IMO, the individual investor could view the current low institutional ownership as a positive for the stock price. Remember, the common is traded on the LSE and they just started filing quarterly financial reports in the U.S. this year. Consequently, most of the financial data on the company reported by many major services was wrong and outdated. That is slowly getting rectified, and this company can actually begin to show up on some radar.
...to shake the current "mutual fund valuation model" *1 times market value of public investments*
One could treat the public portfolio as a "holding company." Even so, shouldn't the >$150 million in private equity have a multiple, and the financial services have a multiple. In fact, shouldn't the VC arm itself have some reasonable "enterprise value."
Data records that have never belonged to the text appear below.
//! HTTP surface: router assembly and server lifecycle.

use crate::{
    auth::{
        rate_limit::{
            RateLimiter, DEFAULT_CLEANUP_INTERVAL, DEFAULT_MAX_AGE, DEFAULT_MAX_ENTRIES,
        },
        roles::ROLE_ADMIN,
        token::TokenService,
    },
    audit::TracingAuditLogger,
    cli::globals::GlobalArgs,
};
use anyhow::{Context, Result};
use axum::{
    body::Body,
    extract::{DefaultBodyLimit, MatchedPath, Request},
    http::{HeaderName, HeaderValue},
    middleware::{from_fn, Next},
    routing::{get, post},
    Extension, Router,
};
use sqlx::postgres::PgPoolOptions;
use std::{net::SocketAddr, sync::Arc, time::Duration};
use tokio::net::TcpListener;
use tower::ServiceBuilder;
use tower_http::{
    request_id::PropagateRequestIdLayer, set_header::SetRequestHeaderLayer, trace::TraceLayer,
};
use tracing::{info, info_span, Span};
use ulid::Ulid;

pub mod handlers;
pub mod middleware;
pub mod openapi;
pub mod state;
pub mod storage;

pub use state::{ApiConfig, AuthState};

/// Build the application router around the shared auth state.
///
/// Every route sits behind CORS, the body cap and the per-IP throttle, in
/// that order; the authenticated and admin sub-routers add the bearer and
/// role gates per route.
#[must_use]
pub fn router(state: Arc<AuthState>) -> Router {
    let public = Router::new()
        .route("/health", get(handlers::health::health))
        .route("/openapi.json", get(openapi::openapi_json))
        .route("/api/auth/login", post(handlers::auth::login))
        .route("/api/auth/refresh", post(handlers::auth::refresh))
        .route("/api/auth/logout", post(handlers::auth::logout))
        .route("/api/invites/accept", post(handlers::invites::accept_invite));

    let authenticated = Router::new()
        .route("/api/me", get(handlers::me::me))
        .route_layer(from_fn(middleware::require_auth));

    let admin = Router::new()
        .route("/api/invites", post(handlers::invites::create_invite))
        .route_layer(from_fn(|request: Request, next: Next| {
            middleware::require_role(ROLE_ADMIN, request, next)
        }))
        .route_layer(from_fn(middleware::require_auth));

    let max_body_bytes = state.config().max_body_bytes();

    public.merge(authenticated).merge(admin).layer(
        ServiceBuilder::new()
            .layer(SetRequestHeaderLayer::if_not_present(
                HeaderName::from_static("x-request-id"),
                |_req: &_| HeaderValue::from_str(Ulid::new().to_string().as_str()).ok(),
            ))
            .layer(PropagateRequestIdLayer::new(HeaderName::from_static(
                "x-request-id",
            )))
            .layer(TraceLayer::new_for_http().make_span_with(make_span))
            .layer(Extension(state))
            .layer(from_fn(middleware::cors))
            .layer(from_fn(middleware::body_limit))
            .layer(DefaultBodyLimit::max(max_body_bytes))
            .layer(from_fn(middleware::rate_limit)),
    )
}

/// Start the server
/// # Errors
/// Return error if failed to start the server
pub async fn new(port: u16, dsn: String, globals: &GlobalArgs, config: ApiConfig) -> Result<()> {
    // Connect to database
    let pool = PgPoolOptions::new()
        .min_connections(1)
        .max_connections(5)
        .max_lifetime(Duration::from_secs(60 * 2))
        .test_before_acquire(true)
        .connect(&dsn)
        .await
        .context("Failed to connect to database")?;

    let limiter = RateLimiter::new(DEFAULT_MAX_ENTRIES, DEFAULT_CLEANUP_INTERVAL, DEFAULT_MAX_AGE);
    let state = Arc::new(AuthState::new(
        TokenService::new(&globals.jwt_secret),
        Arc::clone(&limiter),
        Arc::new(storage::PgUserStore::new(pool.clone())),
        Arc::new(TracingAuditLogger),
        config,
    ));

    let app = router(Arc::clone(&state)).layer(Extension(pool));

    let listener = TcpListener::bind(format!("::0:{port}")).await?;

    info!("Listening on [::]:{}", port);

    axum::serve(
        listener,
        app.into_make_service_with_connect_info::<SocketAddr>(),
    )
    .with_graceful_shutdown(async {
        let _ = tokio::signal::ctrl_c().await;
        info!("Gracefully shutdown");
    })
    .await?;

    // The cleanup task must not outlive the server.
    limiter.stop();

    Ok(())
}

fn make_span(request: &axum::http::Request<Body>) -> Span {
    let request_id = request
        .headers()
        .get("x-request-id")
        .and_then(|val| val.to_str().ok())
        .unwrap_or("none");
    let matched_path = request
        .extensions()
        .get::<MatchedPath>()
        .map_or_else(|| request.uri().path(), MatchedPath::as_str);

    info_span!(
        "http.request",
        http.method = %request.method(),
        http.route = matched_path,
        request_id
    )
}
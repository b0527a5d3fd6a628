use anyhow::Result;
use extsync::cli::{actions, actions::Action, start::start, telemetry};

// Main function
#[tokio::main]
async fn main() -> Result<()> {
    // Start the program
    let (action, globals) = start()?;

    // Handle the action
    match action {
        Action::Server { .. } => actions::server::handle(action, &globals).await?,
    }

    telemetry::shutdown_tracer();

    Ok(())
}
And if you accept the "holding company" view, just when is it that you buy? Last year, such an investor might have reasoned, "I’m not buying this company because it is currently trading at or above the value of the public holdings." ....when the price was $6.00 (split-adjusted).
So, now at $18-$19, (and trading at approx. 1x its interest in public equity) what does the same investor say? Still too expensive?
This is a simplified argument, but the point is that the "holding company" investor might never get an opportunity to buy this stock based on that criteria, and might not ever buy it. I guess this is the drawback of ignoring that the company overall is GROWING from year to year, and, on average, the returns on private equity are significant.
Also consider that in better market conditions, with better sentiment, the company has traded well above the value of its public holdings. In other words, on this basis, right now, one could propose that it could get a lot less relatively cheap than it is now.